--- START ---

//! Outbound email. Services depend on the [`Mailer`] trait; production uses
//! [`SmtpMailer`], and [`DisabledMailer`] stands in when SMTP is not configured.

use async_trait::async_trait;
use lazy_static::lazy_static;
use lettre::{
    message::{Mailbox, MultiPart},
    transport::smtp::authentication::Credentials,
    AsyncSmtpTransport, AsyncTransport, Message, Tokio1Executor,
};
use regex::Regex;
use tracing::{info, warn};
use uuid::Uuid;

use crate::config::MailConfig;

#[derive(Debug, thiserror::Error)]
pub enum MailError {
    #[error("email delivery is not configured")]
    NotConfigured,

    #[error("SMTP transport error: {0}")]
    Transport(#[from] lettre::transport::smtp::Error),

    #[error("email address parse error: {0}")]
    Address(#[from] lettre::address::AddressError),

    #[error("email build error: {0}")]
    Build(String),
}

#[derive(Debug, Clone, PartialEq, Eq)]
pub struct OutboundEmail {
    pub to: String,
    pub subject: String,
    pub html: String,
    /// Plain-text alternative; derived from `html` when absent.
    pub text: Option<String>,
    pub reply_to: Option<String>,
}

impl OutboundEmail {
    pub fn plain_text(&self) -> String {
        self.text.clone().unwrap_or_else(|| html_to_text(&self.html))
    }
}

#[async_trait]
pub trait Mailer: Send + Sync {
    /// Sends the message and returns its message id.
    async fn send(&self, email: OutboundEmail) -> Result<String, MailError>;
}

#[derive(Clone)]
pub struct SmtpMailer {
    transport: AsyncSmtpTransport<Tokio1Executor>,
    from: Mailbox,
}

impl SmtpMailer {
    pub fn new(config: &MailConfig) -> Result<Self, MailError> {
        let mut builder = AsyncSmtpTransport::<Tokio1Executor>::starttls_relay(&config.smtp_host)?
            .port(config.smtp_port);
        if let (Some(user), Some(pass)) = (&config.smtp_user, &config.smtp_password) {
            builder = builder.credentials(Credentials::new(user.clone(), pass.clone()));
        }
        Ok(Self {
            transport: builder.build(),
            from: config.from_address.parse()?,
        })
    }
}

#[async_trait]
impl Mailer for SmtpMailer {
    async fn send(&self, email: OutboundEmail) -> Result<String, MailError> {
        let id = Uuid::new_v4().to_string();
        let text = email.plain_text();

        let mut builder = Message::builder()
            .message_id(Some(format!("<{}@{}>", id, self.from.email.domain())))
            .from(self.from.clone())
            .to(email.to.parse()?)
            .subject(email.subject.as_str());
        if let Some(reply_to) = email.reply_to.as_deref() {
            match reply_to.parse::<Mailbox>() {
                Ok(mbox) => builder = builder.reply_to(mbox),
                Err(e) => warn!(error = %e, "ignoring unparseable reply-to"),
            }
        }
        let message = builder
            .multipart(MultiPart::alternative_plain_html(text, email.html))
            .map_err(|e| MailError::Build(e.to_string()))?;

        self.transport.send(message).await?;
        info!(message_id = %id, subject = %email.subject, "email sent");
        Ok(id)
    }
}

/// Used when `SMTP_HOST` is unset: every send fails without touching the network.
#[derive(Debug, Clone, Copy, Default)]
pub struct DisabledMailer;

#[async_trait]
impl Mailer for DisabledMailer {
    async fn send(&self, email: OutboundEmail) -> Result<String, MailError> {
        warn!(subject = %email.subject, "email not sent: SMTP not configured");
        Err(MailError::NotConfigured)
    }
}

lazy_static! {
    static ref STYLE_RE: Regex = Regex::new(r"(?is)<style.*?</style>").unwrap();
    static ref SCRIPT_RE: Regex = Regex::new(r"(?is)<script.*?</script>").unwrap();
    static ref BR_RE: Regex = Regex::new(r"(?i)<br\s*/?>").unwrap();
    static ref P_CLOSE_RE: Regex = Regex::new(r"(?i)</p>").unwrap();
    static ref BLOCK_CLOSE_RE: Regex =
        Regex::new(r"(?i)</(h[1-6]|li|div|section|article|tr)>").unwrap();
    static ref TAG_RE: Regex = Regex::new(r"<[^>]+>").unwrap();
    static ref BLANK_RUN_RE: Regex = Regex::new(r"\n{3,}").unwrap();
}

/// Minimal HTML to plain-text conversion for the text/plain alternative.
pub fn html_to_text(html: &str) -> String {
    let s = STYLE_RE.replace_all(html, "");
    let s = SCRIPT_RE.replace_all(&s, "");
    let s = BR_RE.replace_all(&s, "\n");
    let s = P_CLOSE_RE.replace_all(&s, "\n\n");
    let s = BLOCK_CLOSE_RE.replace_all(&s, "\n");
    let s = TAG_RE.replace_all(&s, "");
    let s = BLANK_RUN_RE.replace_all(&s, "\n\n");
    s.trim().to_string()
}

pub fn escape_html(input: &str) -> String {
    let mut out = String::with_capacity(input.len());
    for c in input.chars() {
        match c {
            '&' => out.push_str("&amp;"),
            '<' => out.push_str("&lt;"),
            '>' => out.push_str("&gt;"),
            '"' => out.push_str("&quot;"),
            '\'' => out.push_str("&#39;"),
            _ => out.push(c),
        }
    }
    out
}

--- END ---

# Required action
Go through the data and copy every line that includes "match".

# Written solution
            match reply_to.parse::<Mailbox>() {
        match c {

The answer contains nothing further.